Logic Pro’s Stem Splitter is a Game Changer

Logic Pro’s Stem Splitter is a Game Changer

During the iPad Pro launch we heard about the OLED screen and the M4 chip but later on in the presentation, Apple mentioned the new updates to Logic Pro, its music editing system which has the new Stem Splitter feature.

The new feature of Stem Splitter makes me wish I had it as a kid. Being able to separate out all the tracks of an already recorded piece of music means it’s easy to make remixes, mashups, and karaoke tunes. This week I’ve been enjoying using it to strip the drums out of songs so I can play along.

I was lucky enough to do a rare, on-the-record interview with two of the people behind Logic Pro John Danty, Senior Manager, Music Apps and Alec Little, Director of Music Applications. Taylor Swift fans have long enjoyed getting to hear little snippets of songs in progress, shared from Swift’s Voice Memos.

According to John Danty, Swift isn’t alone in using that app to make music, and that’s part of the reason why Stem Splitter exists. “Because Voice Memos very often becomes a place where most artists capture sometimes their best moments, because they don’t have the pressure of being in the studio with the record light coming on.

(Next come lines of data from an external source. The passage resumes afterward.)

//! # Discount Module
//!
//! Independent discount rules plus the resolver that picks between them.
//!
//! ## Resolution Flow
//! ```text
//! ┌─────────────────────────────────────────────────────────────────────────┐
//! │                       Discount Resolution                               │
//! │                                                                         │
//! │  (total, line items, customer attributes)                              │
//! │        │                                                                │
//! │        ▼  now = clock.now()  (sampled once)                            │
//! │  ┌───────────────────────────────────────────────────────────────┐     │
//! │  │ for rule in registration order:                               │     │
//! │  │   1. validity window contains now?      no ──► skip           │     │
//! │  │   2. rule.is_applicable(ctx)?           no ──► skip           │     │
//! │  │   3. amount = rule.calculate(ctx), clamped to 0..=total        │     │
//! │  └───────────────────────────────────────────────────────────────┘     │
//! │        │                                                                │
//! │        ├── Best:    largest amount wins, first one on ties             │
//! │        │            winner's usage counters are bumped                 │
//! │        │                                                                │
//! │        └── Stacked: every rule sees the total left by the ones         │
//! │                     before it; amounts are summed                      │
//! └─────────────────────────────────────────────────────────────────────────┘
//! ```
//!
//! No rule ever returns an error. "Nothing matched" is an outcome with
//! `applicable == false` and a zero amount.

mod outcome;
mod resolver;
mod rules;

pub use outcome::{AppliedDiscount, Details, DiscountOutcome, NO_RULE, STACKED_RULE};
pub use resolver::{DailyStats, DiscountResolver, ResolutionMode, RuleStats, UsageStats};
pub use rules::{BuyOneGetOne, ComboBundle, CustomerTier, FixedOff, PercentageOff, TimeWindow};

use chrono::NaiveDateTime;
use serde::{Deserialize, Serialize};
use std::fmt;

use crate::money::Money;
use crate::types::{CustomerAttributes, LineItem};

// =============================================================================
// Order Context
// =============================================================================

/// Everything a rule may look at when deciding on a discount.
///
/// Borrowed for the duration of one resolution call; rules never mutate it.
#[derive(Debug, Clone, Copy)]
pub struct OrderContext<'a> {
    /// Amount the rule computes against. In stacked mode this is the total
    /// remaining after the previous rules.
    pub total: Money,
    pub items: &'a [LineItem],
    pub customer: Option<&'a CustomerAttributes>,
    pub now: NaiveDateTime,
}

impl<'a> OrderContext<'a> {
    pub fn new(
        total: Money,
        items: &'a [LineItem],
        customer: Option<&'a CustomerAttributes>,
        now: NaiveDateTime,
    ) -> Self {
        OrderContext {
            total,
            items,
            customer,
            now,
        }
    }

    /// Same context, different total (used when stacking).
    pub fn with_total(&self, total: Money) -> Self {
        OrderContext { total, ..*self }
    }
}

// =============================================================================
// Validity Window
// =============================================================================

/// Optional date/time bounds on a rule. Both ends are inclusive; a missing
/// end is unbounded.
#[derive(Debug, Clone, Copy, Default, PartialEq, Eq, Serialize, Deserialize)]
pub struct Validity {
    pub valid_from: Option<NaiveDateTime>,
    pub valid_until: Option<NaiveDateTime>,
}

impl Validity {
    /// A window with no bounds.
    pub const fn always() -> Self {
        Validity {
            valid_from: None,
            valid_until: None,
        }
    }

    pub const fn between(from: Option<NaiveDateTime>, until: Option<NaiveDateTime>) -> Self {
        Validity {
            valid_from: from,
            valid_until: until,
        }
    }

    pub fn contains(&self, now: NaiveDateTime) -> bool {
        self.valid_from.map_or(true, |from| now >= from)
            && self.valid_until.map_or(true, |until| now <= until)
    }
}

// =============================================================================
// Rule Kind
// =============================================================================

/// The family a rule belongs to. Reported on outcomes and in statistics.
#[derive(Debug, Clone, Copy, PartialEq, Eq, Hash, Serialize, Deserialize)]
#[serde(rename_all = "snake_case")]
pub enum RuleKind {
    Percentage,
    FixedAmount,
    BuyOneGetOne,
    TimeWindow,
    CustomerTier,
    Combo,
}

impl fmt::Display for RuleKind {
    fn fmt(&self, f: &mut fmt::Formatter<'_>) -> fmt::Result {
        let s = match self {
            RuleKind::Percentage => "percentage",
            RuleKind::FixedAmount => "fixed_amount",
            RuleKind::BuyOneGetOne => "buy_one_get_one",
            RuleKind::TimeWindow => "time_window",
            RuleKind::CustomerTier => "customer_tier",
            RuleKind::Combo => "combo",
        };
        f.write_str(s)
    }
}

// =============================================================================
// Rule Trait
// =============================================================================

/// What a rule computed once it decided it applies.
#[derive(Debug, Clone, PartialEq)]
pub struct Calculation {
    pub amount: Money,
    pub reason: String,
    pub details: Details,
}

impl Calculation {
    pub fn new(amount: Money, reason: impl Into<String>) -> Self {
        Calculation {
            amount,
            reason: reason.into(),
            details: Details::new(),
        }
    }

    pub fn detail(mut self, key: &str, value: impl Into<serde_json::Value>) -> Self {
        self.details.insert(key.to_string(), value.into());
        self
    }
}

/// A single discount rule.
///
/// Implementors supply the predicate and the calculator; the provided
/// [`DiscountRule::evaluate`] wires them together with the validity check
/// and clamping so every rule behaves the same way inside the resolver.
///
/// ## Example
/// ```rust
/// use quickserve_core::discount::{DiscountRule, FixedOff, OrderContext};
/// use quickserve_core::Money;
/// use chrono::NaiveDate;
///
/// let rule = FixedOff::new("First Order", Money::from_cents(300)).min_order(Money::from_cents(1500));
/// let now = NaiveDate::from_ymd_opt(2024, 3, 6).unwrap().and_hms_opt(12, 0, 0).unwrap();
///
/// let ctx = OrderContext::new(Money::from_cents(2000), &[], None, now);
/// assert_eq!(rule.evaluate(&ctx).discount_amount.cents(), 300);
///
/// let small = ctx.with_total(Money::from_cents(1000));
/// assert!(!rule.evaluate(&small).applicable);
/// ```
pub trait DiscountRule: Send + Sync + fmt::Debug {
    /// Name used for reporting and removal. Not required to be unique.
    fn name(&self) -> &str;

    fn kind(&self) -> RuleKind;

    /// Short human description, e.g. "15% off".
    fn description(&self) -> String;

    fn validity(&self) -> &Validity;

    fn is_applicable(&self, ctx: &OrderContext<'_>) -> bool;

    /// Only called after `is_applicable` returned true.
    fn calculate(&self, ctx: &OrderContext<'_>) -> Calculation;

    /// Reason reported when `is_applicable` is false.
    fn not_applicable_reason(&self, _ctx: &OrderContext<'_>) -> String {
        "Discount not applicable to this order".to_string()
    }

    /// Runs the full check: validity window, applicability, calculation.
    ///
    /// The returned amount is always within `0..=ctx.total`.
    fn evaluate(&self, ctx: &OrderContext<'_>) -> DiscountOutcome {
        if !self.validity().contains(ctx.now) {
            return DiscountOutcome::not_applicable(self.name(), Some(self.kind()), "Discount period expired");
        }

        if !self.is_applicable(ctx) {
            return DiscountOutcome::not_applicable(
                self.name(),
                Some(self.kind()),
                self.not_applicable_reason(ctx),
            );
        }

        let calc = self.calculate(ctx);
        let amount = calc.amount.clamp_to(ctx.total);
        DiscountOutcome::applied(self.name(), self.kind(), amount, calc.reason, calc.details)
    }
}

// =============================================================================
// Unit Tests
// =============================================================================

#[cfg(test)]
mod tests {
    use super::*;
    use chrono::NaiveDate;

    fn at(h: u32, m: u32) -> NaiveDateTime {
        NaiveDate::from_ymd_opt(2024, 3, 6)
            .unwrap()
            .and_hms_opt(h, m, 0)
            .unwrap()
    }

    #[test]
    fn test_validity_window_inclusive() {
        let window = Validity::between(Some(at(10, 0)), Some(at(12, 0)));
        assert!(window.contains(at(10, 0)));
        assert!(window.contains(at(12, 0)));
        assert!(!window.contains(at(9, 59)));
        assert!(!window.contains(at(12, 1)));

        assert!(Validity::always().contains(at(0, 0)));
        assert!(Validity::between(None, Some(at(12, 0))).contains(at(1, 0)));
    }

    #[test]
    fn test_expired_rule_reports_reason() {
        let rule = FixedOff::new("Launch", Money::from_cents(100))
            .valid_between(Some(at(8, 0)), Some(at(9, 0)));
        let ctx = OrderContext::new(Money::from_cents(1000), &[], None, at(10, 0));

        let outcome = rule.evaluate(&ctx);
        assert!(!outcome.applicable);
        assert_eq!(outcome.reason, "Discount period expired");
        assert!(outcome.discount_amount.is_zero());
    }

    #[test]
    fn test_evaluate_clamps_to_total() {
        let rule = FixedOff::new("Big", Money::from_cents(5000));
        let ctx = OrderContext::new(Money::from_cents(1200), &[], None, at(12, 0));
        assert_eq!(rule.evaluate(&ctx).discount_amount.cents(), 1200);
    }

    #[test]
    fn test_rule_kind_display() {
        assert_eq!(RuleKind::BuyOneGetOne.to_string(), "buy_one_get_one");
        assert_eq!(RuleKind::CustomerTier.to_string(), "customer_tier");
    }
}
impl OrderFactory for DriveThruFactory {
    type Request = DriveThruRequest;

    fn order_type(&self) -> OrderType {
        OrderType::DriveThru
    }

    fn create_order(&mut self, ctx: &mut RestaurantContext, request: DriveThruRequest) -> CoreResult<Order> {
        let lane = self.pick_lane(request.express).ok_or_else(|| {
            warn!(queued = self.total_queued(), "Drive-thru at capacity");
            CoreError::DriveThruFull {
                lanes: self.lane_count(),
            }
        })?;

        let vehicle = if request.vehicle.trim().is_empty() {
            "car".to_string()
        } else {
            request.vehicle
        };

        let order = issue_order(
            ctx,
            &mut self.history,
            request.customer_id,
            OrderKind::DriveThru { lane, vehicle },
        );
        self.lanes[lane as usize - 1].push(order.id().to_string());
        Ok(order)
    }

    fn history(&self) -> &[FactoryRecord] {
        &self.history
    }
}

// =============================================================================
// Takeout
// =============================================================================

#[derive(Debug, Clone, Default)]
pub struct TakeoutRequest {
    pub customer_id: Option<String>,
    /// Requested pickup; defaults to 15 minutes from now.
    pub pickup_at: Option<NaiveDateTime>,
}

#[derive(Debug, Clone, Default)]
pub struct TakeoutFactory {
    history: Vec<FactoryRecord>,
}

impl TakeoutFactory {
    pub fn new() -> Self {
        Self::default()
    }
}

impl OrderFactory for TakeoutFactory {
    type Request = TakeoutRequest;

    fn order_type(&self) -> OrderType {
        OrderType::Takeout
    }

    fn create_order(&mut self, ctx: &mut RestaurantContext, request: TakeoutRequest) -> CoreResult<Order> {
        let now = ctx.now();
        let pickup_at = match request.pickup_at {
            Some(at) if at < now => {
                return Err(ValidationError::InvalidFormat {
                    field: "pickup_at".to_string(),
                    reason: "pickup time cannot be in the past".to_string(),
                }
                .into())
            }
            Some(at) => at,
            None => now + Duration::minutes(DEFAULT_PICKUP_MINUTES),
        };

        Ok(issue_order(
            ctx,
            &mut self.history,
            request.customer_id,
            OrderKind::Takeout {
                pickup_at: Some(pickup_at),
            },
        ))
    }

    fn history(&self) -> &[FactoryRecord] {
        &self.history
    }
}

“Those moments are often discarded because they can’t really do much with them in the editing process, but Stem Splitter aims to be able to open up that opportunity to extract those moments and then add them into your project, and then add some the additional things with chroma glow and Session Players as well as to take the song to a different idea or a different direction.”

Image: Apple

Session Players is a slightly controversial feature, which has been expanded this year. It used to just be that Logic Pro could create a drum track to add to a song in progress, but now it’s been expanded to add bass and keyboard players. My gut reaction to this, as a drummer and bass player, was that Apple was devaluing the rhythm section, as though the spine of a song could be easily added by a machine, when all the best music is a conversation (or argument) between all the instruments in the piece.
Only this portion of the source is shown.